When Cecil B. DeMille filmed his epic The Ten Commandments—the original silent movie version of 1923—the production was a spectacle of almost unimaginable scale. Consider the chariot scenes alone: they required an entire week to shoot. At one point, DeMille was spending up to forty thousand dollars a day. The action sequences were lavish beyond compare.
To bring his vision to life, three hundred chariots were meticulously manufactured for the epic. Each was to be drawn by a team of stallions worth ten thousand dollars and driven by… well, that is the rest of the story.
C.B. DeMille needed hundreds of chariot drivers, but he faced a monumental problem: the art of charioteering had been a lost skill for millennia. Lacking anyone specifically trained for the task, DeMille recruited Hollywood cowboys and real-life soldiers. The cowboys knew their way around horses and had ample motion picture experience. The soldiers were rugged physical specimens from the 2nd Battalion of the 76th Field Artillery—"Presidio boys" from Monterey. In command of these soldiers was Lieutenant Tony McAuliffe, who would later become famous during World War II for his gallant stand at the Battle of the Bulge. But for now, there was another battle to be fought in the service of the Pharaoh's army.

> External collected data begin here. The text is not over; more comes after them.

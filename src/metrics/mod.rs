//! Timing metrics: decoding curl's report, unit normalization, and phase
//! derivation.
//!
//! ```text
//! raw JSON ──decode──▶ TimingReport ──normalize──▶ NormalizedTiming ──derive──▶ PhaseIntervals
//! ```

mod intervals;
mod report;

pub use intervals::{Phase, PhaseIntervals, Scheme};
pub use report::{Cumulative, NormalizedTiming, RawTime, TimingReport, TransferInfo};

use serde::Serialize;

/// Everything measured for one request, as printed in metrics-only mode.
///
/// Field order follows curl's report, then the derived `range_*` phases.
#[derive(Debug, Serialize)]
pub struct MetricsDocument<'a> {
    #[serde(flatten)]
    timing: &'a NormalizedTiming,
    range_dns: i64,
    range_connection: i64,
    range_ssl: i64,
    range_server: i64,
    range_transfer: i64,
}

impl<'a> MetricsDocument<'a> {
    pub fn new(timing: &'a NormalizedTiming, intervals: &PhaseIntervals) -> Self {
        Self {
            timing,
            range_dns: intervals.dns,
            range_connection: intervals.connection,
            range_ssl: intervals.tls,
            range_server: intervals.server,
            range_transfer: intervals.transfer,
        }
    }

    /// Two-space indented JSON
    pub fn to_json(&self) -> serde_json::Result<String> {
        serde_json::to_string_pretty(self)
    }
}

At first, a friendly rivalry sprang up between the movie cowboys and the artillerymen, each group claiming superior skill at the reins of an Egyptian chariot. However, the challenge of chariot driving quickly proved more formidable than either had imagined. DeMille had even stationed a 20-piece orchestra on location to set the mood for the actors. On the first day of shooting, the chaos began. One driver lost control of his chariot and drove it straight through the string section, while his comrades collided in a massive, ancient-style traffic jam.
In fact, the Ten Commandments as millions eventually saw it was almost never completed. When DeMille later ordered his charioteers to charge down a steep, treacherous sand dune, they outright refused. These big, strong, brawny movie cowboys and those fierce fighting men from the United States Army itself took one look over the Southern California dune, another look at the tricky contraptions they were driving, and told DeMille unequivocally: no.

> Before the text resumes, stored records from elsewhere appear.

//! Everything printed above and below the diagram.

use std::path::Path;

use crate::metrics::TransferInfo;
use crate::styling::{GREY_246, STATUS, StyledLine, VALUE, colorize};

/// Characters of body shown before truncating
pub const BODY_LIMIT: usize = 1024;

/// `Connected to <remote> from <local>`
pub fn render_endpoint(transfer: &TransferInfo, interactive: bool) -> String {
    let text = |value: &Option<String>| value.clone().unwrap_or_default();

    let mut line = StyledLine::new();
    line.push_raw("Connected to ");
    line.push_styled(text(&transfer.remote_ip), VALUE);
    line.push_raw(":");
    line.push_styled(text(&transfer.remote_port), VALUE);
    line.push_raw(format!(
        " from {}:{}",
        text(&transfer.local_ip),
        text(&transfer.local_port)
    ));
    line.render(interactive)
}

/// Dumped response headers, one styled line per header.
///
/// With `-L` curl dumps one block per response; each block's status line is
/// styled on its own.
pub fn render_headers(headers: &str, interactive: bool) -> String {
    headers
        .trim()
        .replace("\r\n", "\n")
        .lines()
        .map(|line| render_header_line(line, interactive))
        .collect::<Vec<_>>()
        .join("\n")
}

fn render_header_line(line: &str, interactive: bool) -> String {
    let mut styled = StyledLine::new();
    if line.starts_with("HTTP/")
        && let Some((protocol, status)) = line.split_once('/')
    {
        styled.push_styled(protocol, STATUS);
        styled.push_styled("/", GREY_246);
        styled.push_styled(status, VALUE);
    } else if let Some(pos) = line.find(':') {
        let (name, value) = line.split_at(pos + 1);
        styled.push_styled(name, GREY_246);
        styled.push_styled(value, VALUE);
    } else {
        styled.push_styled(line, VALUE);
    }
    styled.render(interactive)
}

/// The body section.
///
/// `text` is the body when it should be shown; `stored_in` is where it was
/// kept. Returns an empty string when there is nothing to say.
pub fn render_body(text: Option<&str>, stored_in: Option<&Path>, interactive: bool) -> String {
    let label = colorize(STATUS, "Body", interactive);
    let stored_suffix = |prefix: &str| {
        stored_in
            .map(|path| format!("{prefix}stored in: {}", path.display()))
            .unwrap_or_default()
    };

    match text.map(str::trim) {
        Some(body) => {
            let len = body.chars().count();
            if len <= BODY_LIMIT {
                return body.to_string();
            }
            let shown: String = body.chars().take(BODY_LIMIT).collect();
            format!(
                "{shown}{}\n\n{label} is truncated ({BODY_LIMIT} out of {len}){}",
                colorize(VALUE, "...", interactive),
                stored_suffix(", ")
            )
        }
        None if stored_in.is_some() => format!("{label} {}", stored_suffix("")),
        None => String::new(),
    }
}

/// Transfer speeds in KiB/s
pub fn render_speed(transfer: &TransferInfo) -> String {
    let kib = |bytes_per_sec: Option<f64>| bytes_per_sec.unwrap_or_default() / 1024.0;
    format!(
        "speed_download: {:.1} KiB/s, speed_upload: {:.1} KiB/s",
        kib(transfer.speed_download),
        kib(transfer.speed_upload)
    )
}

With an unprecedented movie budget at stake and time running out, what was director DeMille to do?
He turned to a stunt person and issued a command: "Take a chariot up on that high sand dune and drive it down."
At DeMille's demand, the task was performed. Not just once, but successfully and repeatedly, until the humiliated cowboys and soldiers were forced to admit that it could, indeed, be done. And with the cameras rolling, they finally did it for him.
He had chagrined his charioteers into action through the example—not of a stunt man—but of a stunt girl. To prove that the Pharaoh's army could safely do what they were told, this girl took the reins of a chariot and guided it over that towering dune without ever having performed a single movie stunt in her entire life.
The young lady who drove up and down that dune that afternoon, cheerfully and even giggling with laughter—the girl who led motion picture professionals and the United States Army into battle—was Cecilia DeMille, director Cecil B. DeMille's own daughter. She was twelve years old.
And now you know the rest of the story.